TASK ITEM:
What is needed is an exact copy of all the entries.
#####
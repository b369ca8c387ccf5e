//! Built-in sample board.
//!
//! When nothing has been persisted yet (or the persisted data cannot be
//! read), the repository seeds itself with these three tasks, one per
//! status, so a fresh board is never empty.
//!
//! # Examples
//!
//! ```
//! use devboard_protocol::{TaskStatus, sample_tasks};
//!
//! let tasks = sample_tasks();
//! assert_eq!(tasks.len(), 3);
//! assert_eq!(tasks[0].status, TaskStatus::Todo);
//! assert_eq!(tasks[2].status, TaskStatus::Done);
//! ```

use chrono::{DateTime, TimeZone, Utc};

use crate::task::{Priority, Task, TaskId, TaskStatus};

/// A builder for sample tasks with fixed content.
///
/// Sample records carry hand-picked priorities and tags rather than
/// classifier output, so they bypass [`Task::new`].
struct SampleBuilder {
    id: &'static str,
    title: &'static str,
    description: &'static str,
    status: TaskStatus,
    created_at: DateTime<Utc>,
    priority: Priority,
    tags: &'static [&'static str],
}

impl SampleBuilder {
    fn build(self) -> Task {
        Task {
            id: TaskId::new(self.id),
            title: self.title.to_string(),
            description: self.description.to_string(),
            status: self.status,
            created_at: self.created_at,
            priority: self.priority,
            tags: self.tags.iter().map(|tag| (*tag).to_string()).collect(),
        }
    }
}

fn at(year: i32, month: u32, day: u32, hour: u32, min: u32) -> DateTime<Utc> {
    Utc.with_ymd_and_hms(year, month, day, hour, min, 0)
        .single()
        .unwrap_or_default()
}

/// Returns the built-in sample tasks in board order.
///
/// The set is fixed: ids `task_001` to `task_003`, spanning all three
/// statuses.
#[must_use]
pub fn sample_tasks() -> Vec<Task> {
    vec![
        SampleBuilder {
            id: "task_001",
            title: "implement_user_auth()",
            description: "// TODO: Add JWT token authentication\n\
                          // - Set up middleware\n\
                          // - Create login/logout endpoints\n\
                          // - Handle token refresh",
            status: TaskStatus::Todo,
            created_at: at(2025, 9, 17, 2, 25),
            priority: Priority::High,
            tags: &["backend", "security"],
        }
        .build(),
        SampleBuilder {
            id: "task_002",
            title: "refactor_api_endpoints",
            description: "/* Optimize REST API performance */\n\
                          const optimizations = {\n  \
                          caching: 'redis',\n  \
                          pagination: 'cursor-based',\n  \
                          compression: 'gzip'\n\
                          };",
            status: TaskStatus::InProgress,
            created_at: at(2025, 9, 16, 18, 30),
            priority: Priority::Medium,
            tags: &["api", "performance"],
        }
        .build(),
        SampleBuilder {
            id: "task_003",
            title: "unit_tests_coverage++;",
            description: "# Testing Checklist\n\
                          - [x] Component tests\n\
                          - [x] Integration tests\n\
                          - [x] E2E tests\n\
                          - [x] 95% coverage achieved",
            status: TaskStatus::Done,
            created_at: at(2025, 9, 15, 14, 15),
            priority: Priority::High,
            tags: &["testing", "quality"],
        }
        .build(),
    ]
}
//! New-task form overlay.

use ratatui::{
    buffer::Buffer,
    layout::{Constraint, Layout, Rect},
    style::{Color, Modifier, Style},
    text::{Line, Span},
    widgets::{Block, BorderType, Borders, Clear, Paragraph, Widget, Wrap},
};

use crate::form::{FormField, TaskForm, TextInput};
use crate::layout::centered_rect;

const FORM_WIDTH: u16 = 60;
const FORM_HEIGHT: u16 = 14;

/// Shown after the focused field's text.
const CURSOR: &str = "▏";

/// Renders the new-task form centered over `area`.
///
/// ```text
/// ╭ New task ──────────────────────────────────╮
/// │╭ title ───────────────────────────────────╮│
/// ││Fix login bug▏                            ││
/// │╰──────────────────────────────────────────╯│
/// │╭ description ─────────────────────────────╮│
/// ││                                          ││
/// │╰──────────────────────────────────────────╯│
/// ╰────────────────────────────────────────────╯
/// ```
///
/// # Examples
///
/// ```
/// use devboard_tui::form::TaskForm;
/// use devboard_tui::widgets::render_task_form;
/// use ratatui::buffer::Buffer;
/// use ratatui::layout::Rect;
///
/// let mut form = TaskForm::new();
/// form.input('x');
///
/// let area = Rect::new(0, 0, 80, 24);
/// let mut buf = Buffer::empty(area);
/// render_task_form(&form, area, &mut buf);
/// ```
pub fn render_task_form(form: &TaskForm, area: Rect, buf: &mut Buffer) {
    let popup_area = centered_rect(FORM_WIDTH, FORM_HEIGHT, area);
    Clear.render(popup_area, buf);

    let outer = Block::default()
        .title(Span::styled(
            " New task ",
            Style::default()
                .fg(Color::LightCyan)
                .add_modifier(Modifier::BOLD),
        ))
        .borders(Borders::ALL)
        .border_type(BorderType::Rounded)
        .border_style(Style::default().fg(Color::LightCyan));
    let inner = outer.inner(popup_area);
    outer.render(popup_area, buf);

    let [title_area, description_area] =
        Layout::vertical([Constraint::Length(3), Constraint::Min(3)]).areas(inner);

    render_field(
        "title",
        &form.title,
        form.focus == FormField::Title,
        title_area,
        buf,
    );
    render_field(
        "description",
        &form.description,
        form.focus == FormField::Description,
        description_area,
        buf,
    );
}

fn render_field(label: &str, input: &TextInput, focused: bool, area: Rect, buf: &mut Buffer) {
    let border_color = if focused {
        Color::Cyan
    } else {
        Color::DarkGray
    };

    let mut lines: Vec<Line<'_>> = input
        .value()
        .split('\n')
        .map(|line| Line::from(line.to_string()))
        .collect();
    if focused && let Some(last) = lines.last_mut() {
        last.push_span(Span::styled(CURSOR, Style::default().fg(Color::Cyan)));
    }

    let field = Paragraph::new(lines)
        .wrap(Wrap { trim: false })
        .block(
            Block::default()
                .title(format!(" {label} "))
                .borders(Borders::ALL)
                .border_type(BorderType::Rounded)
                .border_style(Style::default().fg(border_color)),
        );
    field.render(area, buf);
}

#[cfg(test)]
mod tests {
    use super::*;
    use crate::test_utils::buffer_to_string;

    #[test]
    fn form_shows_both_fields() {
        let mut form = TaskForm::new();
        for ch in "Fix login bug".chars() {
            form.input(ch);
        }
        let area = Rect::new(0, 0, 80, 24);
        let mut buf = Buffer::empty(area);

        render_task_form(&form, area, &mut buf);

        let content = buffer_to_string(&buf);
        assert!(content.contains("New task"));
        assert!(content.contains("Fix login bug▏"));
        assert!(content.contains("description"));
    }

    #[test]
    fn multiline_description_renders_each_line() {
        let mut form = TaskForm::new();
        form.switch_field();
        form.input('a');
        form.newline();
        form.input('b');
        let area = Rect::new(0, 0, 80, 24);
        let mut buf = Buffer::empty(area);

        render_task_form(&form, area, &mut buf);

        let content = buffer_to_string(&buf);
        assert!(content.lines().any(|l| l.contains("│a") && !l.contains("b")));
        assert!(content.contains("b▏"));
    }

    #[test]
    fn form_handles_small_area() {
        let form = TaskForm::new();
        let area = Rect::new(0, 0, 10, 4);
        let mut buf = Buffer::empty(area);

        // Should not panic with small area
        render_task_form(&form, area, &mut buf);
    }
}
#####
YOUR RESPONSE:
repository b369ca8c387ccf5e
//! Built-in sample board.
//!
//! When nothing has been persisted yet (or the persisted data cannot be
//! read), the repository seeds itself with these three tasks, one per
//! status, so a fresh board is never empty.
//!
//! # Examples
//!
//! ```
//! use devboard_protocol::{TaskStatus, sample_tasks};
//!
//! let tasks = sample_tasks();
//! assert_eq!(tasks.len(), 3);
//! assert_eq!(tasks[0].status, TaskStatus::Todo);
//! assert_eq!(tasks[2].status, TaskStatus::Done);
//! ```

use chrono::{DateTime, TimeZone, Utc};

use crate::task::{Priority, Task, TaskId, TaskStatus};

/// A builder for sample tasks with fixed content.
///
/// Sample records carry hand-picked priorities and tags rather than
/// classifier output, so they bypass [`Task::new`].
struct SampleBuilder {
    id: &'static str,
    title: &'static str,
    description: &'static str,
    status: TaskStatus,
    created_at: DateTime<Utc>,
    priority: Priority,
    tags: &'static [&'static str],
}

impl SampleBuilder {
    fn build(self) -> Task {
        Task {
            id: TaskId::new(self.id),
            title: self.title.to_string(),
            description: self.description.to_string(),
            status: self.status,
            created_at: self.created_at,
            priority: self.priority,
            tags: self.tags.iter().map(|tag| (*tag).to_string()).collect(),
        }
    }
}

fn at(year: i32, month: u32, day: u32, hour: u32, min: u32) -> DateTime<Utc> {
    Utc.with_ymd_and_hms(year, month, day, hour, min, 0)
        .single()
        .unwrap_or_default()
}

/// Returns the built-in sample tasks in board order.
///
/// The set is fixed: ids `task_001` to `task_003`, spanning all three
/// statuses.
#[must_use]
pub fn sample_tasks() -> Vec<Task> {
    vec![
        SampleBuilder {
            id: "task_001",
            title: "implement_user_auth()",
            description: "// TODO: Add JWT token authentication\n\
                          // - Set up middleware\n\
                          // - Create login/logout endpoints\n\
                          // - Handle token refresh",
            status: TaskStatus::Todo,
            created_at: at(2025, 9, 17, 2, 25),
            priority: Priority::High,
            tags: &["backend", "security"],
        }
        .build(),
        SampleBuilder {
            id: "task_002",
            title: "refactor_api_endpoints",
            description: "/* Optimize REST API performance */\n\
                          const optimizations = {\n  \
                          caching: 'redis',\n  \
                          pagination: 'cursor-based',\n  \
                          compression: 'gzip'\n\
                          };",
            status: TaskStatus::InProgress,
            created_at: at(2025, 9, 16, 18, 30),
            priority: Priority::Medium,
            tags: &["api", "performance"],
        }
        .build(),
        SampleBuilder {
            id: "task_003",
            title: "unit_tests_coverage++;",
            description: "# Testing Checklist\n\
                          - [x] Component tests\n\
                          - [x] Integration tests\n\
                          - [x] E2E tests\n\
                          - [x] 95% coverage achieved",
            status: TaskStatus::Done,
            created_at: at(2025, 9, 15, 14, 15),
            priority: Priority::High,
            tags: &["testing", "quality"],
        }
        .build(),
    ]
}
//! New-task form overlay.

use ratatui::{
    buffer::Buffer,
    layout::{Constraint, Layout, Rect},
    style::{Color, Modifier, Style},
    text::{Line, Span},
    widgets::{Block, BorderType, Borders, Clear, Paragraph, Widget, Wrap},
};

use crate::form::{FormField, TaskForm, TextInput};
use crate::layout::centered_rect;

const FORM_WIDTH: u16 = 60;
const FORM_HEIGHT: u16 = 14;

/// Shown after the focused field's text.
const CURSOR: &str = "▏";

/// Renders the new-task form centered over `area`.
///
/// ```text
/// ╭ New task ──────────────────────────────────╮
/// │╭ title ───────────────────────────────────╮│
/// ││Fix login bug▏                            ││
/// │╰──────────────────────────────────────────╯│
/// │╭ description ─────────────────────────────╮│
/// ││                                          ││
/// │╰──────────────────────────────────────────╯│
/// ╰────────────────────────────────────────────╯
/// ```
///
/// # Examples
///
/// ```
/// use devboard_tui::form::TaskForm;
/// use devboard_tui::widgets::render_task_form;
/// use ratatui::buffer::Buffer;
/// use ratatui::layout::Rect;
///
/// let mut form = TaskForm::new();
/// form.input('x');
///
/// let area = Rect::new(0, 0, 80, 24);
/// let mut buf = Buffer::empty(area);
/// render_task_form(&form, area, &mut buf);
/// ```
pub fn render_task_form(form: &TaskForm, area: Rect, buf: &mut Buffer) {
    let popup_area = centered_rect(FORM_WIDTH, FORM_HEIGHT, area);
    Clear.render(popup_area, buf);

    let outer = Block::default()
        .title(Span::styled(
            " New task ",
            Style::default()
                .fg(Color::LightCyan)
                .add_modifier(Modifier::BOLD),
        ))
        .borders(Borders::ALL)
        .border_type(BorderType::Rounded)
        .border_style(Style::default().fg(Color::LightCyan));
    let inner = outer.inner(popup_area);
    outer.render(popup_area, buf);

    let [title_area, description_area] =
        Layout::vertical([Constraint::Length(3), Constraint::Min(3)]).areas(inner);

    render_field(
        "title",
        &form.title,
        form.focus == FormField::Title,
        title_area,
        buf,
    );
    render_field(
        "description",
        &form.description,
        form.focus == FormField::Description,
        description_area,
        buf,
    );
}

fn render_field(label: &str, input: &TextInput, focused: bool, area: Rect, buf: &mut Buffer) {
    let border_color = if focused {
        Color::Cyan
    } else {
        Color::DarkGray
    };

    let mut lines: Vec<Line<'_>> = input
        .value()
        .split('\n')
        .map(|line| Line::from(line.to_string()))
        .collect();
    if focused && let Some(last) = lines.last_mut() {
        last.push_span(Span::styled(CURSOR, Style::default().fg(Color::Cyan)));
    }

    let field = Paragraph::new(lines)
        .wrap(Wrap { trim: false })
        .block(
            Block::default()
                .title(format!(" {label} "))
                .borders(Borders::ALL)
                .border_type(BorderType::Rounded)
                .border_style(Style::default().fg(border_color)),
        );
    field.render(area, buf);
}

#[cfg(test)]
mod tests {
    use super::*;
    use crate::test_utils::buffer_to_string;

    #[test]
    fn form_shows_both_fields() {
        let mut form = TaskForm::new();
        for ch in "Fix login bug".chars() {
            form.input(ch);
        }
        let area = Rect::new(0, 0, 80, 24);
        let mut buf = Buffer::empty(area);

        render_task_form(&form, area, &mut buf);

        let content = buffer_to_string(&buf);
        assert!(content.contains("New task"));
        assert!(content.contains("Fix login bug▏"));
        assert!(content.contains("description"));
    }

    #[test]
    fn multiline_description_renders_each_line() {
        let mut form = TaskForm::new();
        form.switch_field();
        form.input('a');
        form.newline();
        form.input('b');
        let area = Rect::new(0, 0, 80, 24);
        let mut buf = Buffer::empty(area);

        render_task_form(&form, area, &mut buf);

        let content = buffer_to_string(&buf);
        assert!(content.lines().any(|l| l.contains("│a") && !l.contains("b")));
        assert!(content.contains("b▏"));
    }

    #[test]
    fn form_handles_small_area() {
        let form = TaskForm::new();
        let area = Rect::new(0, 0, 10, 4);
        let mut buf = Buffer::empty(area);

        // Should not panic with small area
        render_task_form(&form, area, &mut buf);
    }
}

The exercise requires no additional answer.